» Prompt
The lines to copy from the data below are those that hold the string "Clone".

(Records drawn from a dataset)
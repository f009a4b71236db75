use std::fmt;
use std::str::FromStr;

use secrecy::Secret;
use serde::Deserialize;
use serde::de::value::{Error as ValueError, MapDeserializer};

use crate::shared::ValidationError;

/// Option holding the libpq-style connection string.
pub const CONNINFO_OPTION: &str = "conninfo";
/// Option that keeps the stream alive when a record cannot be written.
pub const CONTINUE_ON_ERRORS_OPTION: &str = "continue_on_errors";

/// Value of [`CONTINUE_ON_ERRORS_OPTION`] that enables the behavior.
const TRUTHY_VALUE: &str = "T";

/// Connection string kept out of debug output.
pub type ConnInfo = Secret<String>;

/// Serialization of a whole record into the single parameter of a literal insert.
#[derive(Debug, Clone, Copy, Default, PartialEq, Eq)]
pub enum RecordFormat {
    /// One JSON object keyed by field name.
    #[default]
    Json,
    /// One tab separated line.
    Ascii,
}

impl RecordFormat {
    /// Returns the option value naming this format.
    pub fn as_str(&self) -> &'static str {
        match self {
            RecordFormat::Json => "json",
            RecordFormat::Ascii => "ascii",
        }
    }
}

impl fmt::Display for RecordFormat {
    fn fmt(&self, f: &mut fmt::Formatter<'_>) -> fmt::Result {
        f.write_str(self.as_str())
    }
}

impl FromStr for RecordFormat {
    type Err = ValidationError;

    fn from_str(s: &str) -> Result<Self, Self::Err> {
        match s.to_lowercase().as_str() {
            "json" => Ok(RecordFormat::Json),
            "ascii" => Ok(RecordFormat::Ascii),
            other => Err(ValidationError::InvalidFieldValue {
                field: "format".to_string(),
                constraint: format!("`{other}` is not a supported format, use `json` or `ascii`"),
            }),
        }
    }
}

/// Shape of a literal table when the whole record is stored as one value.
#[derive(Debug, Clone, PartialEq, Eq)]
pub enum LiteralLayout {
    /// Table body and insert shape are supplied verbatim.
    Statements {
        /// Body of `CREATE TABLE (...)`.
        columns: String,
        /// Column list of the insert.
        indexes: String,
        /// Value expressions of the insert, referencing `$1`.
        values: String,
    },
    /// A single column receives the formatted record.
    DataColumn {
        /// Unescaped name of the column.
        name: String,
    },
}

/// How the destination table and its insert statement are built.
#[derive(Debug, Clone, PartialEq, Eq)]
pub enum TableLayout {
    /// One column and one positional parameter per field descriptor.
    Derived,
    /// Configuration supplied text, executed with the formatted record as the only parameter.
    Literal(LiteralLayout),
}

/// Options exactly as the host passes them.
#[derive(Debug, Default, Deserialize)]
#[serde(default, rename_all = "snake_case")]
struct RawWriterOptions {
    conninfo: String,
    continue_on_errors: String,
    schema: String,
    columns: String,
    indexes: String,
    values: String,
    datacolumn: String,
    format: String,
}

/// Validated configuration of one log stream.
#[derive(Debug, Clone)]
pub struct WriterConfig {
    /// Connection string. Sensitive and redacted in debug output.
    pub conninfo: ConnInfo,
    /// Whether failed records are logged and skipped instead of failing the stream.
    pub continue_on_errors: bool,
    /// Schema the destination table is created in.
    pub schema: Option<String>,
    /// Table and insert construction strategy.
    pub layout: TableLayout,
    /// Record serialization used by [`TableLayout::Literal`].
    pub format: RecordFormat,
}

impl WriterConfig {
    /// Builds a [`WriterConfig`] from the host's string options.
    ///
    /// Unknown keys are ignored since the host may pass options meant for other writers.
    pub fn from_options<'a, I>(options: I) -> Result<WriterConfig, ValidationError>
    where
        I: IntoIterator<Item = (&'a str, &'a str)>,
    {
        let deserializer = MapDeserializer::<_, ValueError>::new(options.into_iter());
        let raw = RawWriterOptions::deserialize(deserializer)
            .map_err(|err| ValidationError::MalformedOptions(err.to_string()))?;

        validate(raw)
    }
}

fn validate(raw: RawWriterOptions) -> Result<WriterConfig, ValidationError> {
    if raw.conninfo.trim().is_empty() {
        return Err(ValidationError::MissingOption(CONNINFO_OPTION));
    }

    let format = match non_empty(raw.format) {
        Some(format) => format.parse()?,
        None => RecordFormat::default(),
    };

    let layout = build_layout(
        non_empty(raw.columns),
        non_empty(raw.indexes),
        non_empty(raw.values),
        non_empty(raw.datacolumn),
    )?;

    Ok(WriterConfig {
        conninfo: Secret::new(raw.conninfo),
        continue_on_errors: raw.continue_on_errors == TRUTHY_VALUE,
        schema: non_empty(raw.schema),
        layout,
        format,
    })
}

fn build_layout(
    columns: Option<String>,
    indexes: Option<String>,
    values: Option<String>,
    datacolumn: Option<String>,
) -> Result<TableLayout, ValidationError> {
    match (columns, datacolumn) {
        (Some(_), Some(_)) => Err(invalid(
            "datacolumn",
            "cannot be combined with `columns`",
        )),
        (Some(columns), None) => {
            let indexes =
                indexes.ok_or_else(|| invalid("indexes", "required when `columns` is set"))?;
            let values =
                values.ok_or_else(|| invalid("values", "required when `columns` is set"))?;

            Ok(TableLayout::Literal(LiteralLayout::Statements {
                columns,
                indexes,
                values,
            }))
        }
        (None, Some(name)) => {
            if indexes.is_some() || values.is_some() {
                return Err(invalid(
                    "datacolumn",
                    "`indexes` and `values` are only used together with `columns`",
                ));
            }

            Ok(TableLayout::Literal(LiteralLayout::DataColumn { name }))
        }
        (None, None) => {
            if indexes.is_some() || values.is_some() {
                return Err(invalid("columns", "required when `indexes` or `values` is set"));
            }

            Ok(TableLayout::Derived)
        }
    }
}

fn invalid(field: &str, constraint: &str) -> ValidationError {
    ValidationError::InvalidFieldValue {
        field: field.to_string(),
        constraint: constraint.to_string(),
    }
}

fn non_empty(value: String) -> Option<String> {
    if value.trim().is_empty() {
        None
    } else {
        Some(value)
    }
}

» Written answer
#[derive(Debug, Clone, Copy, Default, PartialEq, Eq)]
#[derive(Debug, Clone, PartialEq, Eq)]
#[derive(Debug, Clone, PartialEq, Eq)]
#[derive(Debug, Clone)]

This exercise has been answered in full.